Uni is stressful as it is, but you are also working full-time and you are the Treasurer for the Afghan Students Club. How do you manage stress and deadlines?
So, I have got a contract gig that started midway through May and during that time I had exams, so I was only doing it part-time. I started working full-time after exams finished, so it was easier to balance uni. And with being part of a student club, there is a lot of work, especially when you are one of the executive members. I suppose, the way that I manage it is to be on top of as much as possible. And when I do fall behind, I just have to be confident that eventually things will work out.
I suppose booking work off is pivotal; it really does help you out a lot. Also, trying to take yourself away from distractions. So, let’s say, you’re in a household where you have younger siblings and they are constantly running around when you have an assignment due, obviously, you can’t focus as well. Going to uni, particularly on those quiet levels, does help you focus a bit more.
“I just have to be confident that eventually things will work out…”
With COVID, some routines changed, especially during lockdown, how have you dealt with all the challenges across the last year and a half?

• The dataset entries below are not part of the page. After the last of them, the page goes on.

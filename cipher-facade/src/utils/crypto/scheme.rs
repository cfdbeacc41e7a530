// Copyright 2023 Ant Group Co., Ltd.
//
// Licensed under the Apache License, Version 2.0 (the "License");
// you may not use this file except in compliance with the License.
// You may obtain a copy of the License at
//
//   http://www.apache.org/licenses/LICENSE-2.0
//
// Unless required by applicable law or agreed to in writing, software
// distributed under the License is distributed on an "AS IS" BASIS,
// WITHOUT WARRANTIES OR CONDITIONS OF ANY KIND, either express or implied.
// See the License for the specific language governing permissions and
// limitations under the License.

use super::registry;
use cipher_types::*;
use std::fmt;
use std::str::FromStr;

#[derive(Debug, Clone, Copy, PartialEq, Eq, Hash)]
pub enum Algorithm {
    Aes,
    Des,
    DesEde,
    Blowfish,
    Sm4,
    Rsa,
    Sm2,
}

impl Algorithm {
    pub const ALL: [Algorithm; 7] = [
        Algorithm::Aes,
        Algorithm::Des,
        Algorithm::DesEde,
        Algorithm::Blowfish,
        Algorithm::Sm4,
        Algorithm::Rsa,
        Algorithm::Sm2,
    ];

    pub fn is_symmetric(&self) -> bool {
        !matches!(self, Algorithm::Rsa | Algorithm::Sm2)
    }

    /// Cipher block size in bytes, `None` for the asymmetric algorithms.
    pub fn block_size(&self) -> Option<usize> {
        match self {
            Algorithm::Des | Algorithm::DesEde | Algorithm::Blowfish => Some(8),
            Algorithm::Aes | Algorithm::Sm4 => Some(16),
            Algorithm::Rsa | Algorithm::Sm2 => None,
        }
    }

    pub fn as_str(&self) -> &'static str {
        match self {
            Algorithm::Aes => "AES",
            Algorithm::Des => "DES",
            Algorithm::DesEde => "DESede",
            Algorithm::Blowfish => "Blowfish",
            Algorithm::Sm4 => "SM4",
            Algorithm::Rsa => "RSA",
            Algorithm::Sm2 => "SM2",
        }
    }
}

impl FromStr for Algorithm {
    type Err = cipher_types::Error;
    // case insensitive
    fn from_str(input: &str) -> CryptoResult<Algorithm> {
        match input.to_uppercase().as_str() {
            "AES" => Ok(Algorithm::Aes),
            "DES" => Ok(Algorithm::Des),
            "DESEDE" | "TRIPLEDES" | "3DES" => Ok(Algorithm::DesEde),
            "BLOWFISH" => Ok(Algorithm::Blowfish),
            "SM4" => Ok(Algorithm::Sm4),
            "RSA" => Ok(Algorithm::Rsa),
            "SM2" => Ok(Algorithm::Sm2),
            _ => Err(errno!(
                CryptoStatus::UnsupportedAlgorithm,
                "unknown algorithm: {}",
                input
            )),
        }
    }
}

impl fmt::Display for Algorithm {
    fn fmt(&self, f: &mut fmt::Formatter) -> fmt::Result {
        f.write_str(self.as_str())
    }
}

#[derive(Debug, Clone, Copy, PartialEq, Eq, Hash)]
pub enum Mode {
    None,
    Ecb,
    Cbc,
    Cfb,
    Ofb,
    Ctr,
}

impl Mode {
    pub const ALL: [Mode; 6] = [Mode::None, Mode::Ecb, Mode::Cbc, Mode::Cfb, Mode::Ofb, Mode::Ctr];

    pub fn as_str(&self) -> &'static str {
        match self {
            Mode::None => "NONE",
            Mode::Ecb => "ECB",
            Mode::Cbc => "CBC",
            Mode::Cfb => "CFB",
            Mode::Ofb => "OFB",
            Mode::Ctr => "CTR",
        }
    }
}

impl FromStr for Mode {
    type Err = cipher_types::Error;
    fn from_str(input: &str) -> CryptoResult<Mode> {
        match input.to_uppercase().as_str() {
            "NONE" => Ok(Mode::None),
            "ECB" => Ok(Mode::Ecb),
            "CBC" => Ok(Mode::Cbc),
            "CFB" => Ok(Mode::Cfb),
            "OFB" => Ok(Mode::Ofb),
            "CTR" => Ok(Mode::Ctr),
            _ => Err(errno!(
                CryptoStatus::InvalidModePaddingCombination,
                "unknown mode: {}",
                input
            )),
        }
    }
}

impl fmt::Display for Mode {
    fn fmt(&self, f: &mut fmt::Formatter) -> fmt::Result {
        f.write_str(self.as_str())
    }
}

#[derive(Debug, Clone, Copy, PartialEq, Eq, Hash)]
pub enum Padding {
    NoPadding,
    Pkcs1,
    Pkcs5,
    Pkcs7,
    Iso10126,
    Oaep,
    Ssl3,
}

impl Padding {
    pub const ALL: [Padding; 7] = [
        Padding::NoPadding,
        Padding::Pkcs1,
        Padding::Pkcs5,
        Padding::Pkcs7,
        Padding::Iso10126,
        Padding::Oaep,
        Padding::Ssl3,
    ];

    pub fn as_str(&self) -> &'static str {
        match self {
            Padding::NoPadding => "NoPadding",
            Padding::Pkcs1 => "PKCS1Padding",
            Padding::Pkcs5 => "PKCS5Padding",
            Padding::Pkcs7 => "PKCS7Padding",
            Padding::Iso10126 => "ISO10126Padding",
            Padding::Oaep => "OAEPPadding",
            Padding::Ssl3 => "SSL3Padding",
        }
    }
}

impl FromStr for Padding {
    type Err = cipher_types::Error;
    fn from_str(input: &str) -> CryptoResult<Padding> {
        match input.to_uppercase().as_str() {
            "NOPADDING" => Ok(Padding::NoPadding),
            "PKCS1PADDING" => Ok(Padding::Pkcs1),
            "PKCS5PADDING" => Ok(Padding::Pkcs5),
            "PKCS7PADDING" => Ok(Padding::Pkcs7),
            "ISO10126PADDING" => Ok(Padding::Iso10126),
            "OAEPPADDING" => Ok(Padding::Oaep),
            "SSL3PADDING" => Ok(Padding::Ssl3),
            _ => Err(errno!(
                CryptoStatus::InvalidModePaddingCombination,
                "unknown padding: {}",
                input
            )),
        }
    }
}

impl fmt::Display for Padding {
    fn fmt(&self, f: &mut fmt::Formatter) -> fmt::Result {
        f.write_str(self.as_str())
    }
}

/// An algorithm/mode/padding triple that passed the registry.
///
/// The fields are private so that `AlgorithmSpec::new` (and the parsers built
/// on it) stay the only way to get one.
#[derive(Debug, Clone, Copy, PartialEq, Eq, Hash)]
pub struct AlgorithmSpec {
    algorithm: Algorithm,
    mode: Mode,
    padding: Padding,
}

impl AlgorithmSpec {
    pub fn new(algorithm: Algorithm, mode: Mode, padding: Padding) -> CryptoResult<AlgorithmSpec> {
        registry::check_combination(algorithm, mode, padding)?;
        Ok(AlgorithmSpec {
            algorithm,
            mode,
            padding,
        })
    }

    pub fn algorithm(&self) -> Algorithm {
        self.algorithm
    }

    pub fn mode(&self) -> Mode {
        self.mode
    }

    pub fn padding(&self) -> Padding {
        self.padding
    }

    pub fn block_size(&self) -> Option<usize> {
        self.algorithm.block_size()
    }
}

impl FromStr for AlgorithmSpec {
    type Err = cipher_types::Error;
    // "AES/CBC/PKCS5Padding", or a bare algorithm name with its default mode and padding
    fn from_str(input: &str) -> CryptoResult<AlgorithmSpec> {
        let parts: Vec<&str> = input.trim().split('/').collect();
        match parts.as_slice() {
            [algorithm] => {
                let algorithm = Algorithm::from_str(algorithm)?;
                let (mode, padding) = match algorithm {
                    Algorithm::Rsa => (Mode::Ecb, Padding::Pkcs1),
                    Algorithm::Sm2 => (Mode::None, Padding::NoPadding),
                    _ => (Mode::Ecb, Padding::Pkcs5),
                };
                AlgorithmSpec::new(algorithm, mode, padding)
            }
            [algorithm, mode, padding] => AlgorithmSpec::new(
                Algorithm::from_str(algorithm)?,
                Mode::from_str(mode)?,
                Padding::from_str(padding)?,
            ),
            _ => Err(errno!(
                CryptoStatus::InvalidArgument,
                "malformed transformation: {}",
                input
            )),
        }
    }
}

impl fmt::Display for AlgorithmSpec {
    fn fmt(&self, f: &mut fmt::Formatter) -> fmt::Result {
        write!(f, "{}/{}/{}", self.algorithm, self.mode, self.padding)
    }
}

/// Algorithm family a key belongs to, read from its AlgorithmIdentifier.
#[derive(Debug, Clone, Copy, PartialEq, Eq)]
pub enum KeyAlgorithm {
    Rsa,
    Ec,
    Sm2,
}

impl fmt::Display for KeyAlgorithm {
    fn fmt(&self, f: &mut fmt::Formatter) -> fmt::Result {
        let name = match self {
            KeyAlgorithm::Rsa => "RSA",
            KeyAlgorithm::Ec => "EC",
            KeyAlgorithm::Sm2 => "SM2",
        };
        f.write_str(name)
    }
}

#[derive(Debug, Clone, Copy, PartialEq, Eq, Hash)]
pub enum SignatureAlgorithm {
    Md5WithRsa,
    Sha1WithRsa,
    Sha256WithRsa,
    Sha384WithRsa,
    Sha512WithRsa,
    Sha1WithEcdsa,
    Sha256WithEcdsa,
    Sha384WithEcdsa,
    Sha512WithEcdsa,
    Sm3WithSm2,
}

/// Digest half of a signature algorithm.
#[derive(Debug, Clone, Copy, PartialEq, Eq)]
pub enum DigestScheme {
    Md5,
    Sha1,
    Sha256,
    Sha384,
    Sha512,
    Sm3,
}

impl SignatureAlgorithm {
    pub fn key_algorithm(&self) -> KeyAlgorithm {
        match self {
            SignatureAlgorithm::Md5WithRsa
            | SignatureAlgorithm::Sha1WithRsa
            | SignatureAlgorithm::Sha256WithRsa
            | SignatureAlgorithm::Sha384WithRsa
            | SignatureAlgorithm::Sha512WithRsa => KeyAlgorithm::Rsa,
            SignatureAlgorithm::Sha1WithEcdsa
            | SignatureAlgorithm::Sha256WithEcdsa
            | SignatureAlgorithm::Sha384WithEcdsa
            | SignatureAlgorithm::Sha512WithEcdsa => KeyAlgorithm::Ec,
            SignatureAlgorithm::Sm3WithSm2 => KeyAlgorithm::Sm2,
        }
    }

    pub fn digest(&self) -> DigestScheme {
        match self {
            SignatureAlgorithm::Md5WithRsa => DigestScheme::Md5,
            SignatureAlgorithm::Sha1WithRsa | SignatureAlgorithm::Sha1WithEcdsa => {
                DigestScheme::Sha1
            }
            SignatureAlgorithm::Sha256WithRsa | SignatureAlgorithm::Sha256WithEcdsa => {
                DigestScheme::Sha256
            }
            SignatureAlgorithm::Sha384WithRsa | SignatureAlgorithm::Sha384WithEcdsa => {
                DigestScheme::Sha384
            }
            SignatureAlgorithm::Sha512WithRsa | SignatureAlgorithm::Sha512WithEcdsa => {
                DigestScheme::Sha512
            }
            SignatureAlgorithm::Sm3WithSm2 => DigestScheme::Sm3,
        }
    }

    pub fn as_str(&self) -> &'static str {
        match self {
            SignatureAlgorithm::Md5WithRsa => "MD5withRSA",
            SignatureAlgorithm::Sha1WithRsa => "SHA1withRSA",
            SignatureAlgorithm::Sha256WithRsa => "SHA256withRSA",
            SignatureAlgorithm::Sha384WithRsa => "SHA384withRSA",
            SignatureAlgorithm::Sha512WithRsa => "SHA512withRSA",
            SignatureAlgorithm::Sha1WithEcdsa => "SHA1withECDSA",
            SignatureAlgorithm::Sha256WithEcdsa => "SHA256withECDSA",
            SignatureAlgorithm::Sha384WithEcdsa => "SHA384withECDSA",
            SignatureAlgorithm::Sha512WithEcdsa => "SHA512withECDSA",
            SignatureAlgorithm::Sm3WithSm2 => "SM3withSM2",
        }
    }
}

impl FromStr for SignatureAlgorithm {
    type Err = cipher_types::Error;
    fn from_str(input: &str) -> CryptoResult<SignatureAlgorithm> {
        match input.to_uppercase().as_str() {
            "MD5WITHRSA" => Ok(SignatureAlgorithm::Md5WithRsa),
            "SHA1WITHRSA" => Ok(SignatureAlgorithm::Sha1WithRsa),
            "SHA256WITHRSA" => Ok(SignatureAlgorithm::Sha256WithRsa),
            "SHA384WITHRSA" => Ok(SignatureAlgorithm::Sha384WithRsa),
            "SHA512WITHRSA" => Ok(SignatureAlgorithm::Sha512WithRsa),
            "SHA1WITHECDSA" => Ok(SignatureAlgorithm::Sha1WithEcdsa),
            "SHA256WITHECDSA" => Ok(SignatureAlgorithm::Sha256WithEcdsa),
            "SHA384WITHECDSA" => Ok(SignatureAlgorithm::Sha384WithEcdsa),
            "SHA512WITHECDSA" => Ok(SignatureAlgorithm::Sha512WithEcdsa),
            "SM3WITHSM2" => Ok(SignatureAlgorithm::Sm3WithSm2),
            _ => Err(errno!(
                CryptoStatus::UnsupportedAlgorithm,
                "unknown signature algorithm: {}",
                input
            )),
        }
    }
}

impl fmt::Display for SignatureAlgorithm {
    fn fmt(&self, f: &mut fmt::Formatter) -> fmt::Result {
        f.write_str(self.as_str())
    }
}

/// Order of the three SM2 ciphertext parts in the flat buffer.
#[derive(Debug, Clone, Copy, PartialEq, Eq, Default)]
pub enum Sm2Mode {
    #[default]
    C1C2C3,
    C1C3C2,
}

impl FromStr for Sm2Mode {
    type Err = cipher_types::Error;
    fn from_str(input: &str) -> CryptoResult<Sm2Mode> {
        match input.to_uppercase().as_str() {
            "C1C2C3" => Ok(Sm2Mode::C1C2C3),
            "C1C3C2" => Ok(Sm2Mode::C1C3C2),
            _ => Err(errno!(
                CryptoStatus::InvalidArgument,
                "unknown sm2 mode: {}",
                input
            )),
        }
    }
}

#[cfg(test)]
mod test {
    use super::*;

    #[test]
    fn transformation_round_trips_through_display() {
        let spec = AlgorithmSpec::from_str("aes/cbc/pkcs5padding").unwrap();
        assert_eq!(spec.algorithm(), Algorithm::Aes);
        assert_eq!(spec.mode(), Mode::Cbc);
        assert_eq!(spec.padding(), Padding::Pkcs5);
        assert_eq!(spec.to_string(), "AES/CBC/PKCS5Padding");
        assert_eq!(AlgorithmSpec::from_str(&spec.to_string()).unwrap(), spec);
    }

    #[test]
    fn bare_names_take_default_mode_and_padding() {
        let rsa = AlgorithmSpec::from_str("RSA").unwrap();
        assert_eq!(rsa.to_string(), "RSA/ECB/PKCS1Padding");
        let sm2 = AlgorithmSpec::from_str("sm2").unwrap();
        assert_eq!(sm2.to_string(), "SM2/NONE/NoPadding");
        let des = AlgorithmSpec::from_str("DESede").unwrap();
        assert_eq!(des.to_string(), "DESede/ECB/PKCS5Padding");
    }

    #[test]
    fn illegal_triples_cannot_be_built() {
        let err = AlgorithmSpec::new(Algorithm::Aes, Mode::None, Padding::Pkcs5).unwrap_err();
        assert_eq!(err.errno(), CryptoStatus::InvalidModePaddingCombination);
        let err = AlgorithmSpec::from_str("AES/CBC/PKCS1Padding").unwrap_err();
        assert_eq!(err.errno(), CryptoStatus::InvalidModePaddingCombination);
        let err = AlgorithmSpec::from_str("RC4").unwrap_err();
        assert_eq!(err.errno(), CryptoStatus::UnsupportedAlgorithm);
        let err = AlgorithmSpec::from_str("AES/CBC").unwrap_err();
        assert_eq!(err.errno(), CryptoStatus::InvalidArgument);
    }

    #[test]
    fn signature_algorithm_names() {
        let alg = SignatureAlgorithm::from_str("sha256withecdsa").unwrap();
        assert_eq!(alg, SignatureAlgorithm::Sha256WithEcdsa);
        assert_eq!(alg.key_algorithm(), KeyAlgorithm::Ec);
        assert_eq!(alg.digest(), DigestScheme::Sha256);
        assert_eq!(
            SignatureAlgorithm::from_str("SM3withSM2").unwrap().to_string(),
            "SM3withSM2"
        );
    }
}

With online study, you really had to be independent. It’s not like you could go to your mate’s house or go meet up at uni. But I was fortunate. I know a few people who aren’t on HECS, so they have to work in order to get funds for uni which makes it harder for them to prioritise uni. Whereas I get HECS, and I was pretty much working to spend over the weekend or buy myself some new shoes or something like that. So, when I was in lockdown and I couldn’t work – it allowed me to focus on uni, and when I was consistently getting good results they improved my morale, which improved my dedication.
Do you have a go-to comfort food, or do you have a go-to comfort thing that you watch or listen to, if you’re feeling down or you need a break?

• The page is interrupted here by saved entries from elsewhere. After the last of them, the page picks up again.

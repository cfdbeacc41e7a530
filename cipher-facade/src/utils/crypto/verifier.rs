// Copyright 2023 Ant Group Co., Ltd.
//
// Licensed under the Apache License, Version 2.0 (the "License");
// you may not use this file except in compliance with the License.
// You may obtain a copy of the License at
//
//   http://www.apache.org/licenses/LICENSE-2.0
//
// Unless required by applicable law or agreed to in writing, software
// distributed under the License is distributed on an "AS IS" BASIS,
// WITHOUT WARRANTIES OR CONDITIONS OF ANY KIND, either express or implied.
// See the License for the specific language governing permissions and
// limitations under the License.

use cipher_types::*;

pub trait Verifier {
    /// Verify `signature` over `data`.
    ///
    /// A signature that cannot be parsed yields `Ok(false)`; errors are kept
    /// for failures that are not about the signature itself.
    fn verify(&self, data: &[u8], signature: &[u8]) -> CryptoResult<bool>;
}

Regarding comfort food, pretty much whatever’s in the pantry. We live in a house full of boys, so it’s first in, first served. You can’t really risk being the last person, otherwise there’s nothing. Regarding movies, I suppose I started watching all the classics, so like, Big Bang Theory, Friends – I finished those during lockdown, and also moved on to Prison Break. Those are the go-to things that I kind of relied on.
Finally, did you have any role models as a kid that you looked up to? If you cannot think of role models as a kid, do you have role models now whether they are famous or not?
Muhammad Ali comes first to mind, and Martin Luther King Jr and pretty much anyone who defied societal expectations.